**Work order:** Show every line in the entries below where the word "struct" appears.

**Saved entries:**
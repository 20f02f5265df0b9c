//! Append-only CSV log of observations
//!
//! One row per poll. Columns are looked up by header name when reading,
//! so files written before the score columns existed still load.

use std::fs::{self, OpenOptions};
use std::io::{BufRead, BufReader};
use std::path::{Path, PathBuf};

use chrono::NaiveDateTime;
use tracing::{debug, info, warn};

use crate::anomaly::Detection;
use crate::error::{Result, WatchError};
use crate::models::{Observation, ObservationRecord, TIMESTAMP_FORMAT};

pub const COL_TIMESTAMP: &str = "Timestamp";
pub const COL_PLACES: &str = "Pizzerias";
pub const COL_VISITS: &str = "Visits";
pub const COL_RATIO: &str = "Visit/Pizzeria Ratio";
pub const COL_SCORE: &str = "Anomaly Score";
pub const COL_ANOMALY: &str = "Anomaly";

/// Header row written to new files
pub const STATS_HEADER: [&str; 6] = [
    COL_TIMESTAMP,
    COL_PLACES,
    COL_VISITS,
    COL_RATIO,
    COL_SCORE,
    COL_ANOMALY,
];

/// CSV-backed observation log
#[derive(Debug, Clone)]
pub struct StatsStore {
    path: PathBuf,
}

impl StatsStore {
    pub fn new(path: impl Into<PathBuf>) -> Self {
        Self { path: path.into() }
    }

    pub fn path(&self) -> &Path {
        &self.path
    }

    /// Append one observation, writing the header first for a new file
    pub fn append(&self, observation: &Observation, detection: Option<&Detection>) -> Result<()> {
        if let Some(parent) = self.path.parent() {
            if !parent.as_os_str().is_empty() {
                fs::create_dir_all(parent).map_err(|e| WatchError::io(parent, e))?;
            }
        }

        let needs_header = fs::metadata(&self.path)
            .map(|m| m.len() == 0)
            .unwrap_or(true);
        if !needs_header {
            self.upgrade_header()?;
        }

        let file = OpenOptions::new()
            .create(true)
            .append(true)
            .open(&self.path)
            .map_err(|e| WatchError::io(&self.path, e))?;

        let mut writer = csv::WriterBuilder::new()
            .has_headers(false)
            .from_writer(file);

        if needs_header {
            writer.write_record(STATS_HEADER)?;
        }

        writer.write_record([
            observation.formatted_timestamp(),
            observation.places.to_string(),
            observation.visits.to_string(),
            format!("{:.2}", observation.ratio),
            detection
                .map(|d| format!("{:.2}", d.score))
                .unwrap_or_default(),
            detection
                .map(|d| d.anomalous.to_string())
                .unwrap_or_default(),
        ])?;
        writer.flush().map_err(|e| WatchError::io(&self.path, e))?;

        Ok(())
    }

    /// Load the newest `limit` ratios, oldest first
    ///
    /// Rows whose ratio does not parse are skipped; a missing file is empty.
    pub fn load_ratios(&self, limit: usize) -> Result<Vec<f64>> {
        let Some(mut reader) = self.open_reader()? else {
            return Ok(Vec::new());
        };

        let headers = reader.headers()?.clone();
        let Some(ratio_idx) = column(&headers, COL_RATIO) else {
            debug!(path = %self.path.display(), "Stats file has no ratio column");
            return Ok(Vec::new());
        };

        let mut ratios = Vec::new();
        for row in reader.records() {
            let row = row?;
            if let Some(ratio) = row.get(ratio_idx).and_then(|v| v.trim().parse::<f64>().ok()) {
                ratios.push(ratio);
            }
        }

        Ok(tail(ratios, limit))
    }

    /// Load the newest `limit` complete records, oldest first
    pub fn load_records(&self, limit: usize) -> Result<Vec<ObservationRecord>> {
        let Some(mut reader) = self.open_reader()? else {
            return Ok(Vec::new());
        };

        let headers = reader.headers()?.clone();
        let (Some(ts_idx), Some(places_idx), Some(visits_idx), Some(ratio_idx)) = (
            column(&headers, COL_TIMESTAMP),
            column(&headers, COL_PLACES),
            column(&headers, COL_VISITS),
            column(&headers, COL_RATIO),
        ) else {
            return Ok(Vec::new());
        };
        let score_idx = column(&headers, COL_SCORE);
        let anomaly_idx = column(&headers, COL_ANOMALY);

        let mut records = Vec::new();
        for row in reader.records() {
            let row = row?;
            let field = |idx: usize| row.get(idx).map(str::trim).unwrap_or("");

            let parsed = (
                NaiveDateTime::parse_from_str(field(ts_idx), TIMESTAMP_FORMAT).ok(),
                field(places_idx).parse::<usize>().ok(),
                field(visits_idx).parse::<u64>().ok(),
                field(ratio_idx).parse::<f64>().ok(),
            );
            let (Some(timestamp), Some(places), Some(visits), Some(ratio)) = parsed else {
                continue;
            };

            records.push(ObservationRecord {
                observation: Observation {
                    timestamp,
                    places,
                    visits,
                    ratio,
                },
                score: score_idx.and_then(|i| field(i).parse().ok()),
                anomaly: anomaly_idx.and_then(|i| field(i).parse().ok()),
            });
        }

        Ok(tail(records, limit))
    }

    /// Extend a header written before the score columns existed
    ///
    /// Old rows keep four fields and read back with empty scores.
    fn upgrade_header(&self) -> Result<()> {
        let mut first = String::new();
        {
            let file = fs::File::open(&self.path).map_err(|e| WatchError::io(&self.path, e))?;
            BufReader::new(file)
                .read_line(&mut first)
                .map_err(|e| WatchError::io(&self.path, e))?;
        }
        let header: Vec<&str> = first.trim_end().split(',').map(str::trim).collect();

        if header.len() >= STATS_HEADER.len() {
            return Ok(());
        }
        if STATS_HEADER[..header.len()] != header[..] {
            warn!(
                path = %self.path.display(),
                header = %first.trim_end(),
                "Unrecognised stats header, appending without upgrade"
            );
            return Ok(());
        }

        let content = fs::read_to_string(&self.path).map_err(|e| WatchError::io(&self.path, e))?;
        let rest = content.split_once('\n').map(|(_, rest)| rest).unwrap_or("");
        let tmp = self.temp_path();
        let upgraded = format!("{}\n{}", STATS_HEADER.join(","), rest);
        fs::write(&tmp, upgraded).map_err(|e| WatchError::io(&tmp, e))?;
        fs::rename(&tmp, &self.path).map_err(|e| WatchError::io(&self.path, e))?;

        info!(path = %self.path.display(), "Added score columns to stats header");
        Ok(())
    }

    fn temp_path(&self) -> PathBuf {
        let mut name = self
            .path
            .file_name()
            .map(|n| n.to_os_string())
            .unwrap_or_default();
        name.push(".tmp");
        self.path.with_file_name(name)
    }

    fn open_reader(&self) -> Result<Option<csv::Reader<fs::File>>> {
        if !self.path.exists() {
            return Ok(None);
        }
        let reader = csv::ReaderBuilder::new()
            .flexible(true)
            .from_path(&self.path)?;
        Ok(Some(reader))
    }
}

fn column(headers: &csv::StringRecord, name: &str) -> Option<usize> {
    headers.iter().position(|h| h.trim() == name)
}

fn tail<T>(mut items: Vec<T>, limit: usize) -> Vec<T> {
    if items.len() > limit {
        items.drain(..items.len() - limit);
    }
    items
}

#[cfg(test)]
mod tests {
    use super::*;
    use chrono::NaiveDate;
    use tempfile::TempDir;

    fn obs(hour: u32, places: usize, visits: u64) -> Observation {
        let ts = NaiveDate::from_ymd_opt(2025, 6, 1)
            .unwrap()
            .and_hms_opt(hour, 0, 0)
            .unwrap();
        Observation::new(ts, places, visits)
    }

    fn detection(score: f64) -> Detection {
        Detection {
            value: 9.0,
            expected: 8.0,
            residual: 1.0,
            residual_std: 1.0 / score,
            score,
            threshold: 3.0,
            anomalous: score > 3.0,
            samples: 48,
        }
    }

    #[test]
    fn test_append_writes_header_once() {
        let dir = TempDir::new().unwrap();
        let store = StatsStore::new(dir.path().join("stats.csv"));

        store.append(&obs(1, 4, 30), None).unwrap();
        store.append(&obs(2, 4, 40), Some(&detection(4.25))).unwrap();

        let content = fs::read_to_string(store.path()).unwrap();
        let lines: Vec<&str> = content.lines().collect();
        assert_eq!(lines.len(), 3);
        assert_eq!(
            lines[0],
            "Timestamp,Pizzerias,Visits,Visit/Pizzeria Ratio,Anomaly Score,Anomaly"
        );
        assert_eq!(lines[1], "2025-06-01 01:00:00,4,30,7.50,,");
        assert_eq!(lines[2], "2025-06-01 02:00:00,4,40,10.00,4.25,true");
    }

    #[test]
    fn test_append_creates_parent_directory() {
        let dir = TempDir::new().unwrap();
        let store = StatsStore::new(dir.path().join("nested/data/stats.csv"));
        store.append(&obs(1, 1, 5), None).unwrap();
        assert!(store.path().exists());
    }

    #[test]
    fn test_missing_file_is_empty() {
        let dir = TempDir::new().unwrap();
        let store = StatsStore::new(dir.path().join("absent.csv"));
        assert!(store.load_ratios(72).unwrap().is_empty());
        assert!(store.load_records(10).unwrap().is_empty());
    }

    #[test]
    fn test_load_ratios_keeps_newest() {
        let dir = TempDir::new().unwrap();
        let store = StatsStore::new(dir.path().join("stats.csv"));
        for hour in 0..10 {
            store.append(&obs(hour, 1, hour as u64), None).unwrap();
        }

        let ratios = store.load_ratios(3).unwrap();
        assert_eq!(ratios, vec![7.0, 8.0, 9.0]);
    }

    #[test]
    fn test_load_ratios_skips_bad_rows_and_reads_old_layout() {
        let dir = TempDir::new().unwrap();
        let path = dir.path().join("stats.csv");
        fs::write(
            &path,
            "Timestamp,Pizzerias,Visits,Visit/Pizzeria Ratio\n\
             2025-06-01 00:00:00,3,27,9.00\n\
             2025-06-01 01:00:00,3,27,oops\n\
             2025-06-01 02:00:00,3,30,10.00\n",
        )
        .unwrap();

        let store = StatsStore::new(&path);
        assert_eq!(store.load_ratios(72).unwrap(), vec![9.0, 10.0]);

        let records = store.load_records(72).unwrap();
        assert_eq!(records.len(), 2);
        assert_eq!(records[0].score, None);
        assert_eq!(records[0].anomaly, None);
    }

    #[test]
    fn test_append_upgrades_old_header() {
        let dir = TempDir::new().unwrap();
        let path = dir.path().join("stats.csv");
        fs::write(
            &path,
            "Timestamp,Pizzerias,Visits,Visit/Pizzeria Ratio\n\
             2025-06-01 00:00:00,3,27,9.00\n",
        )
        .unwrap();

        let store = StatsStore::new(&path);
        store.append(&obs(1, 4, 40), Some(&detection(4.25))).unwrap();

        let content = fs::read_to_string(&path).unwrap();
        assert!(content.starts_with(
            "Timestamp,Pizzerias,Visits,Visit/Pizzeria Ratio,Anomaly Score,Anomaly\n"
        ));
        assert!(!dir.path().join("stats.csv.tmp").exists());

        let records = store.load_records(10).unwrap();
        assert_eq!(records.len(), 2);
        assert_eq!(records[0].observation.ratio, 9.0);
        assert_eq!(records[0].score, None);
        assert_eq!(records[1].score, Some(4.25));
        assert_eq!(records[1].anomaly, Some(true));
    }

    #[test]
    fn test_append_leaves_unknown_header_alone() {
        let dir = TempDir::new().unwrap();
        let path = dir.path().join("stats.csv");
        fs::write(&path, "when,ratio\n2025-06-01 00:00:00,9.00\n").unwrap();

        StatsStore::new(&path).append(&obs(1, 1, 9), None).unwrap();

        let content = fs::read_to_string(&path).unwrap();
        assert!(content.starts_with("when,ratio\n"));
    }

    #[test]
    fn test_load_records_round_trip() {
        let dir = TempDir::new().unwrap();
        let store = StatsStore::new(dir.path().join("stats.csv"));
        store.append(&obs(5, 2, 19), Some(&detection(1.5))).unwrap();

        let records = store.load_records(10).unwrap();
        assert_eq!(records.len(), 1);
        assert_eq!(records[0].observation.places, 2);
        assert_eq!(records[0].observation.visits, 19);
        assert_eq!(records[0].observation.ratio, 9.5);
        assert_eq!(records[0].score, Some(1.5));
        assert_eq!(records[0].anomaly, Some(false));
    }

    #[test]
    fn test_file_without_ratio_column() {
        let dir = TempDir::new().unwrap();
        let path = dir.path().join("stats.csv");
        fs::write(&path, "a,b\n1,2\n").unwrap();
        assert!(StatsStore::new(&path).load_ratios(72).unwrap().is_empty());
    }
}
#[cfg(test)]
mod tests {
    use super::*;
    use crate::models::ElementKind;
    use crate::overpass::async_trait;
    use std::f64::consts::PI;
    use std::sync::atomic::{AtomicBool, AtomicUsize, Ordering};
    use std::sync::Mutex;
    use tempfile::TempDir;

    /// Place source returning a configurable list
    struct MockSource {
        places: Mutex<Vec<Place>>,
        fail: AtomicBool,
        calls: AtomicUsize,
    }

    impl MockSource {
        fn new(ids: &[i64]) -> Self {
            Self {
                places: Mutex::new(ids.iter().map(|&i| place(i)).collect()),
                fail: AtomicBool::new(false),
                calls: AtomicUsize::new(0),
            }
        }

        fn set(&self, ids: &[i64]) {
            *self.places.lock().unwrap() = ids.iter().map(|&i| place(i)).collect();
        }
    }

    #[async_trait]
    impl PlaceSource for MockSource {
        async fn fetch_places(&self) -> Result<Vec<Place>> {
            self.calls.fetch_add(1, Ordering::SeqCst);
            if self.fail.load(Ordering::SeqCst) {
                return Err(WatchError::Status {
                    service: "Overpass API",
                    status: 504,
                    body: "gateway timeout".to_string(),
                });
            }
            Ok(self.places.lock().unwrap().clone())
        }
    }

    /// Fixed visits per place
    struct FixedVisits(u64);

    impl VisitEstimator for FixedVisits {
        fn estimate(&self, places: usize) -> u64 {
            self.0 * places as u64
        }
    }

    fn place(id: i64) -> Place {
        Place {
            id: PlaceId::new(ElementKind::Node, id),
            latitude: Some(38.87),
            longitude: Some(-77.05),
            name: format!("Pizza {}", id),
        }
    }

    fn build(
        dir: &TempDir,
        source: Arc<MockSource>,
        visits_per_place: u64,
    ) -> (MonitorLoop, watch::Receiver<Option<CycleReport>>, HealthRegistry) {
        let health = HealthRegistry::new();
        let (monitor, rx) = MonitorLoopBuilder::new()
            .source(source)
            .visits(Arc::new(FixedVisits(visits_per_place)))
            .stats_store(StatsStore::new(dir.path().join("stats.csv")))
            .ledger(PlaceLedger::new(dir.path().join("seen.txt")))
            .health(health.clone())
            .build()
            .unwrap();
        (monitor, rx, health)
    }

    #[test]
    fn test_monitor_config_default() {
        let config = MonitorConfig::default();
        assert_eq!(config.interval, Duration::from_secs(3600));
        assert_eq!(config.jitter, Duration::ZERO);
        assert_eq!(config.history_capacity, 72);
    }

    #[test]
    fn test_builder_requires_source() {
        let result = MonitorLoopBuilder::new().build();
        assert!(matches!(result, Err(WatchError::MissingComponent(_))));
    }

    #[tokio::test]
    async fn test_poll_records_observation() {
        let dir = TempDir::new().unwrap();
        let source = Arc::new(MockSource::new(&[1, 2, 3]));
        let (mut monitor, rx, health) = build(&dir, source, 6);

        let report = monitor.poll_once().await.unwrap();

        assert_eq!(report.observation.places, 3);
        assert_eq!(report.observation.visits, 18);
        assert_eq!(report.observation.ratio, 6.0);
        assert_eq!(report.new_places.len(), 3);
        assert!(report.detection.is_none());
        assert!(!report.alerted);

        let stats = StatsStore::new(dir.path().join("stats.csv"));
        assert_eq!(stats.load_ratios(72).unwrap(), vec![6.0]);
        let ledger = PlaceLedger::new(dir.path().join("seen.txt"));
        assert_eq!(ledger.load().unwrap().len(), 3);

        assert!(rx.borrow().is_some());
        assert_eq!(health.health().await.polls_completed, 1);
    }

    #[tokio::test]
    async fn test_second_poll_reports_changes() {
        let dir = TempDir::new().unwrap();
        let source = Arc::new(MockSource::new(&[1, 2]));
        let (mut monitor, _rx, _health) = build(&dir, source.clone(), 5);

        monitor.poll_once().await.unwrap();
        source.set(&[2, 3]);
        let report = monitor.poll_once().await.unwrap();

        assert_eq!(report.new_places, vec![place(3)]);
        assert_eq!(report.removed_places, vec![PlaceId::new(ElementKind::Node, 1)]);
        assert_eq!(monitor.history().len(), 2);
    }

    #[tokio::test]
    async fn test_no_places_gives_zero_ratio() {
        let dir = TempDir::new().unwrap();
        let source = Arc::new(MockSource::new(&[]));
        let (mut monitor, _rx, _health) = build(&dir, source, 5);

        let report = monitor.poll_once().await.unwrap();
        assert_eq!(report.observation.places, 0);
        assert_eq!(report.observation.ratio, 0.0);
    }

    #[tokio::test]
    async fn test_failed_fetch_skips_cycle() {
        let dir = TempDir::new().unwrap();
        let source = Arc::new(MockSource::new(&[1]));
        let (mut monitor, _rx, health) = build(&dir, source.clone(), 5);

        monitor.poll_once().await.unwrap();
        source.fail.store(true, Ordering::SeqCst);

        let result = monitor.poll_once().await;
        assert!(result.is_err());

        let stats = StatsStore::new(dir.path().join("stats.csv"));
        assert_eq!(stats.load_ratios(72).unwrap().len(), 1);
        let ledger = PlaceLedger::new(dir.path().join("seen.txt"));
        assert_eq!(ledger.load().unwrap().len(), 1);
        assert_eq!(monitor.history().len(), 1);

        let status = health.health().await;
        assert_eq!(
            status.components[components::OVERPASS].status,
            crate::health::ComponentStatus::Degraded
        );
        assert_eq!(status.polls_completed, 1);
    }

    #[tokio::test]
    async fn test_unreadable_ledger_keeps_store_degraded() {
        let dir = TempDir::new().unwrap();
        std::fs::write(dir.path().join("seen.txt"), [0xff, 0xfe, 0x00, 0x80]).unwrap();
        let source = Arc::new(MockSource::new(&[1, 2]));
        let (mut monitor, _rx, health) = build(&dir, source, 5);

        let report = monitor.poll_once().await.unwrap();

        // Every place looks new and the ledger is rewritten
        assert_eq!(report.new_places.len(), 2);
        let ledger = PlaceLedger::new(dir.path().join("seen.txt"));
        assert_eq!(ledger.load().unwrap().len(), 2);

        let status = health.health().await;
        let store = &status.components[components::STORE];
        assert_eq!(store.status, crate::health::ComponentStatus::Degraded);
        assert!(store.message.is_some());

        // The next clean cycle recovers
        monitor.poll_once().await.unwrap();
        let status = health.health().await;
        assert_eq!(
            status.components[components::STORE].status,
            crate::health::ComponentStatus::Healthy
        );
    }

    #[test]
    fn test_next_delay_stays_within_jitter() {
        let dir = TempDir::new().unwrap();
        let (monitor, _rx) = MonitorLoopBuilder::new()
            .source(Arc::new(MockSource::new(&[1])))
            .stats_store(StatsStore::new(dir.path().join("stats.csv")))
            .ledger(PlaceLedger::new(dir.path().join("seen.txt")))
            .interval(Duration::from_secs(60))
            .jitter(Duration::from_millis(500))
            .build()
            .unwrap();

        let lower = Duration::from_secs(60);
        let upper = lower + Duration::from_millis(500);
        let delays: Vec<Duration> = (0..200).map(|_| monitor.next_delay()).collect();
        assert!(delays.iter().all(|d| *d >= lower && *d <= upper));
        // 200 draws from 501 values are not all equal
        assert!(delays.iter().any(|d| *d != delays[0]));
    }

    #[tokio::test]
    async fn test_seeded_history_flags_spike() {
        let dir = TempDir::new().unwrap();
        let stats = StatsStore::new(dir.path().join("stats.csv"));
        let start = chrono::NaiveDate::from_ymd_opt(2025, 6, 1)
            .unwrap()
            .and_hms_opt(0, 0, 0)
            .unwrap();
        for t in 0..71u32 {
            // Ratios between ~7 and ~11 following a daily cycle
            let ratio = 9.0 + 2.0 * (2.0 * PI * t as f64 / 24.0).sin() + 0.1 * ((t * 7 % 5) as f64);
            let visits = (ratio * 100.0).round() as u64;
            let obs = Observation::new(start + chrono::Duration::hours(t as i64), 100, visits);
            stats.append(&obs, None).unwrap();
        }

        let source = Arc::new(MockSource::new(&[1, 2]));
        let (mut monitor, _rx, _health) = build(&dir, source, 30);
        assert_eq!(monitor.history().len(), 71);

        let report = monitor.poll_once().await.unwrap();
        assert_eq!(report.observation.ratio, 30.0);
        assert!(report.is_anomalous());
        assert!(report.alerted);
        assert_eq!(report.history_samples, 72);

        let records = stats.load_records(1).unwrap();
        assert_eq!(records[0].anomaly, Some(true));
    }

    #[tokio::test]
    async fn test_run_stops_on_shutdown() {
        let dir = TempDir::new().unwrap();
        let source = Arc::new(MockSource::new(&[1]));
        let (monitor, mut rx, _health) = build(&dir, source.clone(), 5);
        let (shutdown_tx, shutdown_rx) = broadcast::channel(1);

        let handle = tokio::spawn(monitor.run(shutdown_rx));

        rx.changed().await.unwrap();
        shutdown_tx.send(()).unwrap();

        tokio::time::timeout(Duration::from_secs(5), handle)
            .await
            .expect("monitor loop did not stop")
            .unwrap();
        assert_eq!(source.calls.load(Ordering::SeqCst), 1);
    }
}
//! Persistence for observations and known places

mod catalog;
mod ledger;
mod stats;

pub use catalog::{PlaceCatalog, PlaceDiff};
pub use ledger::PlaceLedger;
pub use stats::{StatsStore, STATS_HEADER};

**Written solution:**
pub struct StatsStore {
    struct MockSource {
    struct FixedVisits(u64);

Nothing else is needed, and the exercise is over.